Modifications introduced into the viral NS1 gene via reverse genetics have resulted in an LAIV with promising immunological and laboratory results.3, 7, 8 While it is known that KVs used in breeding females confer only passive immunity to their offspring, understanding the effects of an intranasally applied LAIV to newborn piglets with regard to virus shedding (as measured by virus isolation) was crucial to further investigate the effect on possible virus transmission. As most studies requested from regulatory bodies must be conducted in MDA‐negative pigs, it was of great interest to investigate the shedding pattern when vaccinated MDA‐positive newborn piglets are exposed to virulent IAV‐S strains.

The three independent challenge studies (H1@4, H3@5 and H1@9) were performed successfully as evidenced by increase in body temperature and increase in respiratory signs following intratracheal administration of either IAV‐S virus in all treatment groups. The intranasal administration of the LAIV resulted in little to no seroconversion, which can be explained that intranasal vaccination with an attenuated virus is considered likely to elicit more cross‐reactive T cells and mucosal antibodies against antigenically variant strains than those induced by other types of vaccination.9 Our findings are in agreement with previous studies.2

As shown from the virus isolation results, vaccination of MDA‐positive piglets resulted in a significant reduction in the incidence and duration of viable virus in nasal secretions. This was true for all three challenge groups. The significantly elevated number of animals shedding after 2dpc in MDA‐positive non‐vaccinated pigs of all three challenge groups was notable, possibly suggestive of suboptimal protection and the absence of cross‐neutralizing antibodies, factors associated with vaccine‐associated enhanced respiratory disease (VAERD);10 however, pathological evidence of VAERD was not identified in any treatment group. Possibly related to this observation, over 90% of the pigs in the MDA seropositive unvaccinated pigs were shedding virus at 4 and 5dpc, while that percent was 70% in the H1@9 challenge group, when MDA in those older pigs had declined.

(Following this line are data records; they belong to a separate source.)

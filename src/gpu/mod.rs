// these modules are re-exported as a single module

pub use self::modes::*;
mod modes;

pub use self::sequencer::*;
mod sequencer;

pub use self::cirrus::*;
mod cirrus;
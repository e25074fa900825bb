use log::debug;

use crate::bios::BiosDataArea;
use crate::cpu::{RegisterState, R};
use crate::gpu::Cirrus;
use crate::hardware::VgaBus;
use crate::interrupt::{extbios, vesa};

#[cfg(test)]
#[path = "./int10_test.rs"]
mod int10_test;

/// video related interrupts, the parts the Cirrus extension owns.
/// returns false when the call must be passed on to the standard VGA handler
pub fn handle<B: VgaBus, D: BiosDataArea>(cirrus: &Cirrus, regs: &mut RegisterState, bus: &mut B, bda: &mut D) -> bool {
    match regs.get_r8(R::AH) {
        0x00 => {
            // VIDEO - SET VIDEO MODE
            // AL = desired video mode, bit 7 set to keep video memory
            // Return:
            // AL = video mode flag (Phoenix, AMI BIOS)
            //      20h mode > 7
            //      30h modes 0-5 and 7
            //      3Fh mode 6
            let al = regs.get_r8(R::AL);
            let mode = al & 0x7F;
            let no_clear = al & 0x80 != 0;
            regs.set_r8(R::AL, match mode {
                0x06 => 0x3F,
                m if m > 0x07 => 0x20,
                _ => 0x30,
            });
            cirrus.set_video_mode(bus, bda, mode, no_clear)
        }
        0x12 if regs.get_r8(R::BL) >= 0x80 => extbios::handle(cirrus, regs, bus),
        0x4F => {
            vesa::handle(regs);
            true
        }
        ah => {
            debug!("cirrus int10: passing on ah={:02X}, ax={:04X}, bx={:04X}", ah, regs.get_r16(R::AX), regs.get_r16(R::BX));
            false
        }
    }
}
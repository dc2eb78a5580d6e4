//! Request handlers for the search page.

use crate::error::AppError;
use crate::form::SearchForm;
use crate::page::{Outcome, render_index};
use crate::AppState;
use axum::{
    Form, Json,
    extract::{State, rejection::FormRejection},
    response::Html,
};
use common::{ShapedJobs, process_jobs_data, to_csv};
use serde::Serialize;
use std::sync::Arc;
use tracing::{error, info};

/// Liveness response
#[derive(Debug, Serialize)]
pub struct HealthResponse {
    status: &'static str,
    version: &'static str,
}

struct SearchResults {
    jobs: ShapedJobs,
    csv: String,
}

/// Handler for GET / (empty form)
pub async fn index_page(State(state): State<Arc<AppState>>) -> Html<String> {
    Html(render_index(
        &SearchForm::default(),
        &state.default_country,
        &Outcome::Blank,
    ))
}

/// Handler for POST / (run a search)
pub async fn search(
    State(state): State<Arc<AppState>>,
    form: Result<Form<Vec<(String, String)>>, FormRejection>,
) -> Html<String> {
    let form = match form {
        Ok(Form(pairs)) => SearchForm::from_pairs(pairs),
        Err(rejection) => {
            let err = AppError::Form(rejection.body_text());
            return error_page(&state, &SearchForm::default(), &err);
        }
    };

    match run_search(&state, &form).await {
        Ok(results) => {
            info!(count = results.jobs.len(), "search answered");
            Html(render_index(
                &form,
                &state.default_country,
                &Outcome::Results {
                    jobs: &results.jobs,
                    csv: &results.csv,
                },
            ))
        }
        Err(err) => error_page(&state, &form, &err),
    }
}

/// Handler for GET /health
pub async fn health() -> Json<HealthResponse> {
    Json(HealthResponse {
        status: "ok",
        version: env!("CARGO_PKG_VERSION"),
    })
}

async fn run_search(state: &AppState, form: &SearchForm) -> Result<SearchResults, AppError> {
    let request = form.to_request(&state.default_country)?;
    info!(
        search_term = %request.search_term,
        location = %request.location,
        sites = ?request.site_names,
        results_wanted = request.results_wanted,
        hours_old = request.hours_old,
        country = %request.country_indeed,
        "search requested"
    );

    let jobs = state.source.scrape_jobs(&request).await?;
    if jobs.is_empty() {
        return Err(AppError::NoResults);
    }

    let jobs = process_jobs_data(&jobs).ok_or(AppError::NoDataAfterProcessing)?;
    let csv = to_csv(&jobs)?;
    Ok(SearchResults { jobs, csv })
}

fn error_page(state: &AppState, form: &SearchForm, err: &AppError) -> Html<String> {
    error!(error = %err, chain = %err.chain(), details = ?err, "search failed");
    let message = err.to_string();
    Html(render_index(
        form,
        &state.default_country,
        &Outcome::Error(&message),
    ))
}
//! Command-line job search.
//!
//! Runs one search and writes the shaped results as CSV to a file or stdout.

use anyhow::{Context, Result};
use clap::Parser;
use common::{process_jobs_data, to_csv, JobSource, ScrapeRequest, Site};
use job_scraper::{JobSpy, ScraperConfig};
use std::fs;
use std::path::PathBuf;
use std::time::Duration;
use tracing::{info, warn};
use tracing_subscriber::EnvFilter;

#[derive(Parser)]
#[command(name = "job-scrape", about = "Search job boards and export the results as CSV", version)]
struct Cli {
    /// Job title or keywords.
    #[arg(long)]
    search_term: String,

    #[arg(long)]
    location: String,

    /// Board to search; repeat for several. Defaults to indeed, linkedin, glassdoor.
    #[arg(long = "site")]
    sites: Vec<Site>,

    /// Rows wanted from each board.
    #[arg(long, default_value_t = common::DEFAULT_RESULTS_WANTED)]
    results_wanted: usize,

    #[arg(long, default_value_t = common::DEFAULT_HOURS_OLD)]
    hours_old: u32,

    #[arg(long, default_value = common::DEFAULT_COUNTRY)]
    country_indeed: String,

    /// Write the CSV here instead of stdout.
    #[arg(short, long)]
    output: Option<PathBuf>,

    /// Timeout for each HTTP request, in seconds.
    #[arg(long, env = "JOBBOARD_HTTP_TIMEOUT_SECS", default_value_t = 30)]
    timeout_secs: u64,

    /// Log level (trace, debug, info, warn, error).
    #[arg(long, default_value = "info")]
    log_level: String,
}

#[tokio::main]
async fn main() -> Result<()> {
    let cli = Cli::parse();

    tracing_subscriber::fmt()
        .with_env_filter(
            EnvFilter::try_from_default_env().unwrap_or_else(|_| EnvFilter::new(&cli.log_level)),
        )
        .with_writer(std::io::stderr)
        .init();

    let mut request = ScrapeRequest::new(cli.search_term, cli.location);
    if !cli.sites.is_empty() {
        request.site_names = cli.sites;
    }
    request.results_wanted = cli.results_wanted;
    request.hours_old = cli.hours_old;
    request.country_indeed = cli.country_indeed;

    let spy = JobSpy::new(ScraperConfig {
        timeout: Duration::from_secs(cli.timeout_secs),
        ..ScraperConfig::default()
    })
    .context("Failed to create HTTP client")?;

    let jobs = spy.scrape_jobs(&request).await?;
    info!("Total jobs found: {}", jobs.len());

    let Some(shaped) = process_jobs_data(&jobs) else {
        warn!("No jobs found, nothing to write");
        return Ok(());
    };
    let csv = to_csv(&shaped)?;

    match cli.output {
        Some(path) => {
            if let Some(dir) = path.parent().filter(|d| !d.as_os_str().is_empty()) {
                fs::create_dir_all(dir)
                    .with_context(|| format!("Failed to create directory: {}", dir.display()))?;
            }
            fs::write(&path, &csv)
                .with_context(|| format!("Failed to write {}", path.display()))?;
            info!("Saved {} jobs to {}", shaped.len(), path.display());
        }
        None => print!("{csv}"),
    }

    Ok(())
}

While the reduction in virus shedding as shown by virus isolation was greatest in the MDA‐negative vaccinated pigs, vaccination of MDA‐positive animals resulted in a distinct reduction in shedding of viable virus in seropositive pigs, demonstrating intranasal vaccination with this LAIV overcame maternal immunity.

Viral titer of each individual positive swab was not conducted; however, the authors suspect that as fewer vaccinated pigs shed IAV‐S for shorter duration, virus from nasal secretions from the vaccinated pigs was of lower IAV‐S concentration than those of control pigs, where more pigs shed viable virus for longer duration. No comparisons were made between challenge studies as two different isolates were used in this study and pathogenicity of each virus was not established prior to study initiation.

A recent study has shown that piglets play a key role in maintaining IAV‐S in the breeding herds,11 which provides evidence that early piglet vaccination with a vaccine that provides heterologous protection will contribute to reduce IAV‐S prevalence both in a herd and between herds. More studies are needed to quantify the reduction in prevalence by including more systems of different sizes and management practices.

In conclusion, this study provides evidence that intranasal vaccination of MDA‐positive piglets with a truncated NS1 live attenuated influenza A vaccine resulted in significantly reduced viral replication and shedding after both H1N2 and H3N2 challenges.

CONFLICT OF INTEREST

All authors are employees of Boehringer Ingelheim.